Love & Mercy Parent Review

Beach Boys enthusiasts may have had to wait a long time to see Brian Wilson's biography on the big screen, but most will agree it was worth the wait.

Overall B-

This bio-drama about the singing sensation, The Beach Boys, examines the little know personal trials of band member Brian Wilson (played by Paul Dano and John Cusack).

Violence B-
Sexual Content B-
Profanity C-
Substance Use D

Love & Mercy is rated PG-13 for thematic elements, drug content and language.

Movie Review

Love & Mercy tells the story of Brian Wilson, the genius behind The Beach Boys. Wilson’s contributions to popular music are on par with the biggest names of rock and roll. And, like too many of those other stars, his creativity was muddled by drug use and mental instability. It’s these elements that are at the forefront of this film.

NEW: Listen to our Parent Previews Podcast and take control of media and technology in your family!

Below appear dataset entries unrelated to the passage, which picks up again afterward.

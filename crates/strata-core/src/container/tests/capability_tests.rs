use crate::container::Container;
use std::sync::Arc;

// Well-known capability
trait Clock: Send + Sync {
    fn now(&self) -> u64;
}

struct RealClock;
impl Clock for RealClock {
    fn now(&self) -> u64 {
        1_000
    }
}

struct StoppedClock(u64);
impl Clock for StoppedClock {
    fn now(&self) -> u64 {
        self.0
    }
}

#[test]
fn test_capability_lookup_without_binding_returns_none() {
    let container = Container::new();
    assert!(container.try_resolve_by_capability::<dyn Clock>().is_none());
    assert!(!container.is_capability_bound::<dyn Clock>());
}

#[test]
fn test_capability_resolves_bound_implementation() {
    let container = Container::new();
    container.bind_with_capability::<RealClock, dyn Clock, _>(|_, _| Ok(Arc::new(RealClock)), |clock| clock);

    let clock = container
        .try_resolve_by_capability::<dyn Clock>()
        .expect("capability should be bound");
    assert_eq!(clock.now(), 1_000);
    assert!(container.is_capability_bound::<dyn Clock>());
}

#[test]
fn test_capability_instance_is_the_singleton() {
    let container = Container::new();
    container.bind_with_capability::<RealClock, dyn Clock, _>(|_, _| Ok(Arc::new(RealClock)), |clock| clock);

    let via_contract = container.resolve::<RealClock>().unwrap();
    let via_capability = container.try_resolve_by_capability::<dyn Clock>().unwrap();
    let again = container.try_resolve_by_capability::<dyn Clock>().unwrap();

    assert!(Arc::ptr_eq(&via_capability, &again));
    assert_eq!(
        Arc::as_ptr(&via_contract) as *const u8,
        Arc::as_ptr(&via_capability) as *const u8,
        "Capability lookups should yield the contract's singleton"
    );
}

#[test]
fn test_second_capability_binding_replaces_alias() {
    let container = Container::new();
    container.bind_with_capability::<RealClock, dyn Clock, _>(|_, _| Ok(Arc::new(RealClock)), |clock| clock);
    assert_eq!(container.try_resolve_by_capability::<dyn Clock>().unwrap().now(), 1_000);

    container.bind_with_capability::<StoppedClock, dyn Clock, _>(|_, _| Ok(Arc::new(StoppedClock(7))), |clock| clock);

    assert_eq!(container.try_resolve_by_capability::<dyn Clock>().unwrap().now(), 7);
    // The first contract stays resolvable on its own
    assert_eq!(container.resolve::<RealClock>().unwrap().now(), 1_000);
}

#[test]
fn test_capability_after_clear_returns_none() {
    let container = Container::new();
    container.bind_with_capability::<RealClock, dyn Clock, _>(|_, _| Ok(Arc::new(RealClock)), |clock| clock);
    container.clear();

    assert!(container.try_resolve_by_capability::<dyn Clock>().is_none());
}

#[test]
fn test_failing_capability_producer_yields_none() {
    let container = Container::new();
    container.bind_with_capability::<RealClock, dyn Clock, _>(
        |_, _| Err(crate::container::ContainerError::producer_failed("RealClock", "no hardware clock")),
        |clock| clock,
    );

    assert!(container.is_capability_bound::<dyn Clock>());
    assert!(container.try_resolve_by_capability::<dyn Clock>().is_none());
}
use anyhow::Context;
use async_trait::async_trait;
use sqlx::PgPool;
use uuid::Uuid;

use super::repo_types::{ExerciseDefinition, NewExerciseDefinition};
use crate::calories::{MetLookup, SENTINEL_EXERCISE};

#[async_trait]
impl MetLookup for PgPool {
    async fn met_by_name(&self, name: &str) -> anyhow::Result<Option<f64>> {
        sqlx::query_scalar::<_, f64>(
            "SELECT avg_met_value FROM exercise_definitions WHERE lower(exercise_name) = lower($1)",
        )
        .bind(name)
        .fetch_optional(self)
        .await
        .context("MET by exercise name")
    }

    async fn sentinel_met(&self) -> anyhow::Result<Option<f64>> {
        sqlx::query_scalar::<_, f64>(
            "SELECT avg_met_value FROM exercise_definitions WHERE exercise_name = $1",
        )
        .bind(SENTINEL_EXERCISE)
        .fetch_optional(self)
        .await
        .context("sentinel MET")
    }
}

pub async fn list(db: &PgPool, limit: i64, offset: i64) -> anyhow::Result<Vec<ExerciseDefinition>> {
    sqlx::query_as::<_, ExerciseDefinition>(
        r#"
        SELECT id, exercise_name, avg_met_value, created_at
          FROM exercise_definitions
         ORDER BY exercise_name
         LIMIT $1 OFFSET $2
        "#,
    )
    .bind(limit)
    .bind(offset)
    .fetch_all(db)
    .await
    .context("list exercise definitions")
}

pub async fn find(db: &PgPool, id: Uuid) -> anyhow::Result<Option<ExerciseDefinition>> {
    sqlx::query_as::<_, ExerciseDefinition>(
        r#"
        SELECT id, exercise_name, avg_met_value, created_at
          FROM exercise_definitions
         WHERE id = $1
        "#,
    )
    .bind(id)
    .fetch_optional(db)
    .await
    .context("find exercise definition")
}

/// `None` when a definition with the same name (ignoring case) already exists.
pub async fn insert(
    db: &PgPool,
    def: &NewExerciseDefinition,
) -> anyhow::Result<Option<ExerciseDefinition>> {
    sqlx::query_as::<_, ExerciseDefinition>(
        r#"
        INSERT INTO exercise_definitions (exercise_name, avg_met_value)
        VALUES ($1, $2)
        ON CONFLICT DO NOTHING
        RETURNING id, exercise_name, avg_met_value, created_at
        "#,
    )
    .bind(def.exercise_name.trim())
    .bind(def.avg_met_value)
    .fetch_optional(db)
    .await
    .context("insert exercise definition")
}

Director Bill Pohlad takes a sizeable risk by using a two-strand approach to tell Wilson’s tale. The first depicts Wilson (Paul Dano) at the top of his career in the 1960s. The band has enjoyed hit after hit of surfing and summertime tunes. The money is pouring in. Yet Wilson is keen to expand his music—especially after observing other artists, like The Beatles, moving from pop into more serious efforts. After he sends the band on a tour to Japan, Wilson hangs back in LA and begins work on a new album. Upon their return, the rest of the “boys” aren’t impressed with the bizarre new sounds. Wilson’s cousin Mike Love (Jake Abel), is particularly bothered by the his decision to record most the songs with session musicians, while the rest of the gang are asked to simply sing vocal harmonies. Love insists they need stick to their tried-and-true formula. Making matters worse, Wilson begins playing around with psychedelic drugs, which leads him to be increasingly engrossed in his experimental music.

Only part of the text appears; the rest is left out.